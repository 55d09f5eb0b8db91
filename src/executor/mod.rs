//! Child process supervision.
//!
//! Runs the wrapped command with stdin inherited and both output streams
//! piped. Two concurrent pumps tee the streams: stdout accumulates in memory
//! (and mirrors raw bytes into the log file), stderr is forwarded to the
//! terminal (and into the log file). After the child exits the selected
//! filter strategy reduces the accumulated stdout, which is then written to
//! the terminal in one shot. Terminal signals are forwarded to the child for
//! the whole run.

use std::fs::File;
use std::io::{self, Write};
use std::path::Path;
use std::process::Stdio;
use std::sync::atomic::{AtomicI32, Ordering};
use std::sync::{Arc, Mutex};

use nix::sys::signal::{kill, Signal};
use nix::unistd::Pid;
use tokio::io::AsyncReadExt;
use tokio::process::Command;
use tokio::signal::unix::{signal, SignalKind};
use tokio::task::JoinHandle;
use tracing::debug;

use crate::filter::{PassthroughStrategy, Registry, Strategy};
use crate::logpath;


/// Byte count below which a log file is not worth keeping (roughly ~80 lines
/// of typical terminal output).
const SMALL_OUTPUT_THRESHOLD: usize = 4096;

/// Read chunk size for the stream pumps.
const PUMP_CHUNK_SIZE: usize = 4096;

/// Everything the supervisor needs for one invocation.
pub struct ExecConfig {
    pub command: String,
    pub args: Vec<String>,
    /// Base log directory override; empty means flag absent.
    pub log_dir: String,
    pub no_filter: bool,
    pub no_log: bool,
    pub registry: Registry,
}

/// What the invocation came to: the child's exit code and the log path that
/// survived cleanup (empty when no log was kept).
#[derive(Debug, Clone, PartialEq, Eq)]
pub struct RunResult {
    pub exit_code: i32,
    pub log_path: String,
}

/// Serializes concurrent writes from the two pumps into the log file.
/// Neither pump owns the file; the supervisor recovers sole ownership after
/// joining them so the small-output path can close before unlink.
struct LogWriter {
    inner: Mutex<File>,
}

impl LogWriter {
    fn new(file: File) -> Self {
        Self { inner: Mutex::new(file) }
    }

    fn write_all(&self, buf: &[u8]) -> io::Result<()> {
        let mut file = match self.inner.lock() {
            Ok(guard) => guard,
            Err(poisoned) => poisoned.into_inner(),
        };
        file.write_all(buf)
    }

    fn into_file(self) -> File {
        match self.inner.into_inner() {
            Ok(file) => file,
            Err(poisoned) => poisoned.into_inner(),
        }
    }
}

/// Runs the wrapped command to completion and returns its exit code plus the
/// kept log path. Never panics and never clobbers the child's exit status
/// with a supervisor-internal failure.
pub async fn run(cfg: ExecConfig) -> RunResult {
    let command = logpath::base_name(&cfg.command).to_string();

    // Resolve the filter strategy up front.
    let passthrough = PassthroughStrategy;
    let strategy: &dyn Strategy = if cfg.no_filter || cfg.no_log {
        &passthrough
    } else {
        cfg.registry.find(&command, &cfg.args)
    };
    debug!(command = %command, args = ?cfg.args, filter = strategy.name(), "resolved filter strategy");

    // Set up the log file. Creation failure is a warning, not an error.
    let mut log_path = String::new();
    let mut log_writer: Option<Arc<LogWriter>> = None;
    if !cfg.no_log {
        let path = logpath::resolve(&cfg.log_dir, &command, &cfg.args);
        match logpath::create_log_file(&path) {
            Ok(file) => {
                log_path = path.to_string_lossy().into_owned();
                log_writer = Some(Arc::new(LogWriter::new(file)));
                debug!(log = %log_path, "created log file");
            }
            Err(err) => {
                eprintln!("coc: warning: could not create log file: {err}");
            }
        }
    }

    // Install the signal forwarder before the child starts; signals that
    // arrive before the pid is known are dropped on the floor.
    let child_pid = Arc::new(AtomicI32::new(0));
    let signal_task = spawn_signal_forwarder(Arc::clone(&child_pid));

    let mut cmd = Command::new(&cfg.command);
    cmd.args(&cfg.args)
        .stdin(Stdio::inherit())
        .stdout(Stdio::piped())
        .stderr(Stdio::piped());

    let mut child = match cmd.spawn() {
        Ok(child) => child,
        Err(err) => {
            eprintln!("coc: error starting command: {err}");
            stop_signal_forwarder(signal_task);
            drop(log_writer);
            let exit_code = if err.kind() == io::ErrorKind::NotFound { 127 } else { 1 };
            return RunResult { exit_code, log_path: String::new() };
        }
    };
    child_pid.store(child.id().map(|pid| pid as i32).unwrap_or(0), Ordering::SeqCst);

    // Drain both pipes concurrently. Draining one after the other deadlocks
    // once the child fills the un-drained pipe's kernel buffer (~64 KiB).
    let stdout_task = child
        .stdout
        .take()
        .map(|pipe| tokio::spawn(pump_stdout(pipe, log_writer.clone())));
    let stderr_task = child
        .stderr
        .take()
        .map(|pipe| tokio::spawn(pump_stderr(pipe, log_writer.clone())));

    let (stdout_buf, stdout_copy_err) = match stdout_task {
        Some(task) => task.await.unwrap_or_else(|_| (Vec::new(), None)),
        None => (Vec::new(), None),
    };
    let stderr_copy_err = match stderr_task {
        Some(task) => task.await.unwrap_or(None),
        None => None,
    };

    if let Some(err) = stdout_copy_err {
        eprintln!("coc: warning: error reading stdout: {err}");
    }
    if let Some(err) = stderr_copy_err {
        eprintln!("coc: warning: error reading stderr: {err}");
    }

    // Reap the child and derive the exit code.
    let exit_code = match child.wait().await {
        Ok(status) => exit_code_from_status(status),
        Err(err) => {
            eprintln!("coc: warning: error waiting for command: {err}");
            1
        }
    };
    // The pid may be recycled from here on; the forwarder must not touch it.
    child_pid.store(0, Ordering::SeqCst);

    // Reduce and emit stdout in one shot.
    let result = strategy.filter(&stdout_buf, &command, &cfg.args, exit_code);

    let mut stdout = io::stdout();
    if stdout
        .write_all(result.filtered.as_bytes())
        .and_then(|()| stdout.flush())
        .is_err()
    {
        stop_signal_forwarder(signal_task);
        drop(log_writer);
        return RunResult { exit_code, log_path };
    }

    // Small-output cleanup: a short unreduced run leaves the log as disk
    // clutter for zero benefit.
    if log_writer.is_some() && !result.was_reduced && stdout_buf.len() <= SMALL_OUTPUT_THRESHOLD {
        close_log(&mut log_writer);
        match std::fs::remove_file(&log_path) {
            Ok(()) => {
                // Best effort; the directory may hold other sessions.
                if let Some(parent) = Path::new(&log_path).parent() {
                    let _ = std::fs::remove_dir(parent);
                }
            }
            Err(err) => {
                eprintln!("coc: warning: could not remove log file: {err}");
            }
        }
        log_path.clear();
    }

    close_log(&mut log_writer);
    stop_signal_forwarder(signal_task);

    if result.was_reduced && !log_path.is_empty() {
        eprintln!("\nOutput was reduced, see the full logs at {log_path}");
    }

    RunResult { exit_code, log_path }
}

/// Maps a wait status to the exit-code taxonomy: the child's own code,
/// `128 + N` for death by signal N, or 1 when neither is available.
fn exit_code_from_status(status: std::process::ExitStatus) -> i32 {
    if let Some(code) = status.code() {
        return code;
    }
    #[cfg(unix)]
    {
        use std::os::unix::process::ExitStatusExt;
        if let Some(sig) = status.signal() {
            return 128 + sig;
        }
    }
    1
}

/// Closes the log file by recovering sole ownership of the writer. Both
/// pumps have been joined by the time this runs, so the unwrap of the Arc
/// always succeeds in practice; a still-shared writer is simply dropped.
fn close_log(log_writer: &mut Option<Arc<LogWriter>>) {
    if let Some(writer) = log_writer.take() {
        match Arc::try_unwrap(writer) {
            Ok(writer) => drop(writer.into_file()),
            Err(shared) => drop(shared),
        }
    }
}

/// Copies child stdout into memory, mirroring raw bytes into the log.
/// Returns the accumulated bytes and the first I/O error, if any.
async fn pump_stdout(
    mut pipe: tokio::process::ChildStdout,
    log: Option<Arc<LogWriter>>,
) -> (Vec<u8>, Option<io::Error>) {
    let mut buf = Vec::new();
    let mut chunk = [0u8; PUMP_CHUNK_SIZE];
    loop {
        match pipe.read(&mut chunk).await {
            Ok(0) => break,
            Ok(n) => {
                buf.extend_from_slice(&chunk[..n]);
                if let Some(log) = &log {
                    if let Err(err) = log.write_all(&chunk[..n]) {
                        return (buf, Some(err));
                    }
                }
            }
            Err(err) => return (buf, Some(err)),
        }
    }
    (buf, None)
}

/// Copies child stderr to the terminal and into the log, verbatim.
async fn pump_stderr(
    mut pipe: tokio::process::ChildStderr,
    log: Option<Arc<LogWriter>>,
) -> Option<io::Error> {
    let mut chunk = [0u8; PUMP_CHUNK_SIZE];
    loop {
        match pipe.read(&mut chunk).await {
            Ok(0) => return None,
            Ok(n) => {
                let mut stderr = io::stderr();
                if let Err(err) = stderr.write_all(&chunk[..n]).and_then(|()| stderr.flush()) {
                    return Some(err);
                }
                if let Some(log) = &log {
                    if let Err(err) = log.write_all(&chunk[..n]) {
                        return Some(err);
                    }
                }
            }
            Err(err) => return Some(err),
        }
    }
}

/// Forwards SIGINT/SIGTERM/SIGQUIT to the child, one-for-one, for as long as
/// the supervisor runs. A zero pid means no live child; the signal is dropped.
fn spawn_signal_forwarder(child_pid: Arc<AtomicI32>) -> Option<JoinHandle<()>> {
    let mut sigint = match signal(SignalKind::interrupt()) {
        Ok(stream) => stream,
        Err(err) => {
            eprintln!("coc: warning: could not install signal handler: {err}");
            return None;
        }
    };
    let mut sigterm = match signal(SignalKind::terminate()) {
        Ok(stream) => stream,
        Err(err) => {
            eprintln!("coc: warning: could not install signal handler: {err}");
            return None;
        }
    };
    let mut sigquit = match signal(SignalKind::quit()) {
        Ok(stream) => stream,
        Err(err) => {
            eprintln!("coc: warning: could not install signal handler: {err}");
            return None;
        }
    };

    Some(tokio::spawn(async move {
        loop {
            let sig = tokio::select! {
                _ = sigint.recv() => Signal::SIGINT,
                _ = sigterm.recv() => Signal::SIGTERM,
                _ = sigquit.recv() => Signal::SIGQUIT,
            };
            let pid = child_pid.load(Ordering::SeqCst);
            if pid > 0 {
                let _ = kill(Pid::from_raw(pid), sig);
            }
        }
    }))
}

fn stop_signal_forwarder(task: Option<JoinHandle<()>>) {
    if let Some(task) = task {
        task.abort();
    }
}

-*-*-

Search the entries for the word "sole" and copy every line that has it.

/// Neither pump owns the file; the supervisor recovers sole ownership after
/// Closes the log file by recovering sole ownership of the writer. Both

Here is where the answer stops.